Electing the House of Lords: the STV voting system fits the required criteria very well

0 comments

Estimated reading time: 5 minutes

Alan Renwick explores the proposals for reforming the House of Lords with a view to explaining the specific consequences of the Single Transferable Vote (STV) system – arguing that it would be unlikely to bring the party domination seen in Australia. 

The parliamentary select committee that has examined the government’s proposals for reform of the House of Lords published its report on 23 April. They recommend using the Single Transferable Vote (STV) form of proportional representation. This system will give voters a choice between voting for individual candidates and for a single party ticket (see the transcript of their oral evidence session last December, when they quizzed Iain McLean and me on this subject). It is the form of STV used in many Australian elections, where voters can vote ‘above the line’ for a party or ‘below the line’ for individual candidates.

The Electoral Reform Society is crying foul over this. Calling the proposals a ‘dog’s breakfast’, they say that STV with above-the-line voting will return power to the parties, rather than allowing voters to determine who gets elected.

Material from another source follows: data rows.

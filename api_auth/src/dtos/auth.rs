use db::models::user::User;
use serde::{Deserialize, Serialize};

#[derive(Debug, Serialize, Deserialize)]
pub struct SignUpRequest {
    pub name: String,
    pub email: String,
    pub password: String,
}

#[derive(Debug, Serialize, Deserialize)]
pub struct SignInRequest {
    pub email: String,
    pub password: String,
}

#[derive(Debug, Serialize, Deserialize)]
pub struct AuthResponse {
    pub token: String,
    pub user: User,
}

What should dispassionate observers make of this? I think three questions need to be considered. First, how much power would the inclusion of a party voting option give to parties and to voters? Second, how much power should parties and voters have in determining which candidates are elected? Third, are there any other considerations that we should take into account before deciding whether we think that possibility of above-the-line voting should be welcomed?

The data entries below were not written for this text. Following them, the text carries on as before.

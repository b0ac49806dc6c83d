use chrono::{NaiveDateTime, Utc};
use common::{env_config::Config, error::Res, misc::InvoiceStatus};
use currency::RateCache;
use db::{dtos::invoice::InvoiceFilter, models::invoice::Invoice};
use sqlx::PgPool;
use uuid::Uuid;

use crate::dtos::invoice::{InvoiceStats, InvoiceView, RecentInvoice};

const RECENT_INVOICES: usize = 5;

/// Aggregates the dashboard numbers. `invoices` must be newest first and
/// `rate` converts stored amounts into the display currency.
pub fn summarize(
    invoices: &[Invoice],
    now: NaiveDateTime,
    base_currency: &str,
    currency: &str,
    rate: f64,
) -> InvoiceStats {
    let views: Vec<InvoiceView> = invoices.iter().map(|i| InvoiceView::new(i, now)).collect();

    let sum_where = |status: InvoiceStatus| -> f64 {
        views
            .iter()
            .filter(|v| v.status == status)
            .map(|v| v.total)
            .sum()
    };
    let count_where = |status: InvoiceStatus| views.iter().filter(|v| v.status == status).count();

    let paid = sum_where(InvoiceStatus::Paid);
    let unpaid = sum_where(InvoiceStatus::Unpaid);
    let overdue = sum_where(InvoiceStatus::Overdue);

    InvoiceStats {
        base_currency: base_currency.to_string(),
        currency: currency.to_string(),
        rate,
        total_invoices: views.len(),
        paid_count: count_where(InvoiceStatus::Paid),
        unpaid_count: count_where(InvoiceStatus::Unpaid),
        overdue_count: count_where(InvoiceStatus::Overdue),
        total_revenue: paid * rate,
        outstanding: (unpaid + overdue) * rate,
        overdue_amount: overdue * rate,
        recent_invoices: views
            .iter()
            .take(RECENT_INVOICES)
            .map(|view| RecentInvoice {
                display_total: view.total * rate,
                view: view.clone(),
            })
            .collect(),
    }
}

pub async fn get_stats(
    pool: &PgPool,
    rates: &RateCache,
    config: &Config,
    user_id: Uuid,
    currency: Option<&str>,
) -> Res<InvoiceStats> {
    let base = config.currency.default_currency.as_str();
    let target = currency
        .map(|c| c.trim().to_uppercase())
        .filter(|c| !c.is_empty())
        .unwrap_or_else(|| base.to_string());

    let rate = if target == base {
        1.0
    } else {
        rates.rates(base).await?.convert(1.0, base, &target)?
    };

    let invoices = db::invoice::get_invoices_for_user(pool, user_id, InvoiceFilter::default()).await?;
    Ok(summarize(&invoices, Utc::now().naive_utc(), base, &target, rate))
}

STV systems with above-the-line voting are currently used only in Australia. The first such system was introduced for the Australian Senate elections 1984 and has been retained ever since. Similar systems have now been adopted for upper house elections in South Australia, New South Wales, Western Australia, and Victoria. In most of these cases, voters can either vote for one party above the line or rank the candidates below the line. New South Wales now has a variant under which voters can either rank parties above the line or rank candidates below the line.

As the Electoral Reform Society points out, the proportion of voters in fact voting above the line in Australia is very high: as the following table shows, it was higher than 95 per cent in the most recent election in each of these jurisdictions. With such high ticket voting rates, it is virtually impossible for a candidate to be elected out of rank order.  In fact, not one candidate has been elected out of rank order since above-the-line voting was introduced (I’m grateful to Antony Green, Australia’s leading elections expert, for confirming this by email). This means that Australia has, in effect, something very close to a closed-list proportional system.

Rates of above-the-line voting in recent Australian elections

Australian Commonwealth Senate (2010)

New South Wales Legislative Council (2011)

South Australia Legislative Council (2010)

Western Australia Legislative Council (2008)

Victoria

Upper House (2010)

96.1%

97.8%

96.8%

96.1%

96.0%

Sources: Australian Electoral Commission and relevant state electoral commissions.

At the same time, the Electoral Reform Society is wrong to imply that we should expect the same pattern to apply here. In most of these Australian cases, if a voter chooses to vote below the line, she or he must rank every candidate – of whom there may be several dozen – in order to cast a valid vote.  In the extreme case of New South Wales in 1999, there were 264 candidates. This makes voting for individual candidates much more onerous than voting for a party ticket, so it is hardly surprising that the vast majority of voters choose the latter option.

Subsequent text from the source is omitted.